On April 30, Korea Investment & Securities recommended taking a long-term buying opportunity in SOOP, stating that the current valuation (stock price relative to corporate value) appears somewhat undervalued given the company's stable performance and overseas business expansion. The firm maintained its target price at 145,000 won and its investment rating at 'Buy'.


In the first quarter, SOOP recorded an operating profit of 32.7 billion won (up 14.8% year-on-year), slightly exceeding the market consensus of 30.3 billion won. Revenue came in at 107.6 billion won (up 14.1% year-on-year). While advertising revenue (21.9 billion won) fell by 21.5% compared to the previous quarter, platform revenue (84.9 billion won) increased by about 3%.
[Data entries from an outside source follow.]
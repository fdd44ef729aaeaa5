// SPDX-FileCopyrightText: Copyright © 2020-2026 the project authors
//
// SPDX-License-Identifier: MPL-2.0

//! Elaboration errors, carrying a frame stack (recipe → dependency → field) attached as the error
//! unwinds through nested `prepare` calls, the way `boulder::recipe::Error` wraps lower-level
//! errors instead of discarding their context.

use std::fmt;

use thiserror::Error;

/// One level of context attached while an [`Error`] unwinds through `prepare`.
#[derive(Debug, Clone)]
pub struct Frame {
    pub recipe: String,
    pub detail: String,
}

#[derive(Debug, Error)]
pub enum ErrorKind {
    #[error("recipe '{name}' not found")]
    UnknownRecipe { name: String },
    #[error("cyclic dependency on '{recipe}'")]
    Cycle { recipe: String },
    #[error("dependency '{dep}' of '{caller}' is named more than once with incompatible variant ids")]
    IncompatibleDependency { caller: String, dep: String },
    #[error("recipe '{recipe}' provides the dependency '{name}' with two incompatible variant ids")]
    IncompatibleProvidedDep { recipe: String, name: String },
    #[error("recipe '{recipe}': two tools define the environment variable '{name}'")]
    DuplicateToolEnv { recipe: String, name: String },
    #[error("recipe '{recipe}': provideDeps pattern '{pattern}' matched no dependency")]
    UnknownProvideDepsPattern { recipe: String, pattern: String },
    #[error("package '{name}' is marked shared but is not deterministic")]
    NonDeterministicShared { name: String },
    #[error("evaluating '{expr}' in recipe '{recipe}'")]
    Condition {
        recipe: String,
        expr: String,
        #[source]
        source: anvil_env::EnvError,
    },
    #[error(transparent)]
    Env(#[from] anvil_env::EnvError),
}

/// An [`ErrorKind`] plus the stack of recipe frames it unwound through, innermost first.
#[derive(Debug)]
pub struct Error {
    pub kind: ErrorKind,
    pub frames: Vec<Frame>,
}

impl Error {
    pub fn new(kind: ErrorKind) -> Self {
        Self { kind, frames: Vec::new() }
    }

    /// Attach one more frame of context, innermost call first. Returns `self` so call-sites can
    /// chain this onto `.map_err(...)`.
    pub fn with_frame(mut self, recipe: impl Into<String>, detail: impl Into<String>) -> Self {
        self.frames.push(Frame {
            recipe: recipe.into(),
            detail: detail.into(),
        });
        self
    }
}

impl From<ErrorKind> for Error {
    fn from(kind: ErrorKind) -> Self {
        Error::new(kind)
    }
}

impl From<anvil_env::EnvError> for Error {
    fn from(source: anvil_env::EnvError) -> Self {
        Error::new(ErrorKind::Env(source))
    }
}

impl fmt::Display for Error {
    fn fmt(&self, f: &mut fmt::Formatter<'_>) -> fmt::Result {
        write!(f, "{}", self.kind)?;
        for frame in &self.frames {
            write!(f, "\n  while elaborating '{}' ({})", frame.recipe, frame.detail)?;
        }
        Ok(())
    }
}

impl std::error::Error for Error {
    fn source(&self) -> Option<&(dyn std::error::Error + 'static)> {
        std::error::Error::source(&self.kind)
    }
}

pub type Result<T> = std::result::Result<T, Error>;
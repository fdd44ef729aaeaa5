// SPDX-FileCopyrightText: Copyright © 2020-2026 the project authors
//
// SPDX-License-Identifier: MPL-2.0

//! [`CoreTool`]: an [`anvil_recipe::AbstractTool`] template instantiated against a concrete
//! package's environment, plus the lazy user-facing [`Tool`] view.

use indexmap::IndexMap;

use anvil_recipe::FingerprintIf;

use crate::core_ref::CoreRef;

/// A tool as produced by one package's `provideTools`, substituted against that package's env.
/// Identity for digest purposes is the step it came from ([`CoreTool::package_step`]); `path`/
/// `libs` participate in the Variant-Id, `environment`/`fingerprint_script` only in the Result-Id.
#[derive(Debug, Clone)]
pub struct CoreTool {
    /// The package step this tool's path/libs are rooted at.
    pub package_step: CoreRef,
    pub path: String,
    pub libs: Vec<String>,
    pub net_access: bool,
    pub environment: IndexMap<String, String>,
    pub fingerprint_script: Option<String>,
    pub fingerprint_if: FingerprintIf,
}

/// User-facing view of a [`CoreTool`], produced by [`crate::deref::deref_package`].
#[derive(Debug, Clone)]
pub struct Tool {
    pub path: String,
    pub libs: Vec<String>,
    pub net_access: bool,
    pub environment: IndexMap<String, String>,
    pub fingerprint_script: Option<String>,
}

impl From<&CoreTool> for Tool {
    fn from(core: &CoreTool) -> Self {
        Tool {
            path: core.path.clone(),
            libs: core.libs.clone(),
            net_access: core.net_access,
            environment: core.environment.clone(),
            fingerprint_script: core.fingerprint_script.clone(),
        }
    }
}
Jung Hoyoon, an analyst at Korea Investment & Securities, explained the strong results, saying, "Although the fourth-quarter peak season effect was absent, the activation of e-sports league production led to brand content advertising revenue exceeding our estimates. The decline in advertising revenue also reduced related operating expenses, and costs associated with events such as last year's fourth-quarter award ceremonies decreased."



Jung highlighted SOOP's attractive valuation. He stated, "Although there are market concerns about the decline in MUV (Monthly Active Users), both PU (Paying Users) and ARPU (Average Revenue Per Paying User) remain robust, supporting continued growth in platform revenue. Given the company's stable domestic performance and the emergence of new growth opportunities overseas, a PER (Price-to-Earnings Ratio) of 8 times represents a somewhat undervalued valuation in the current environment."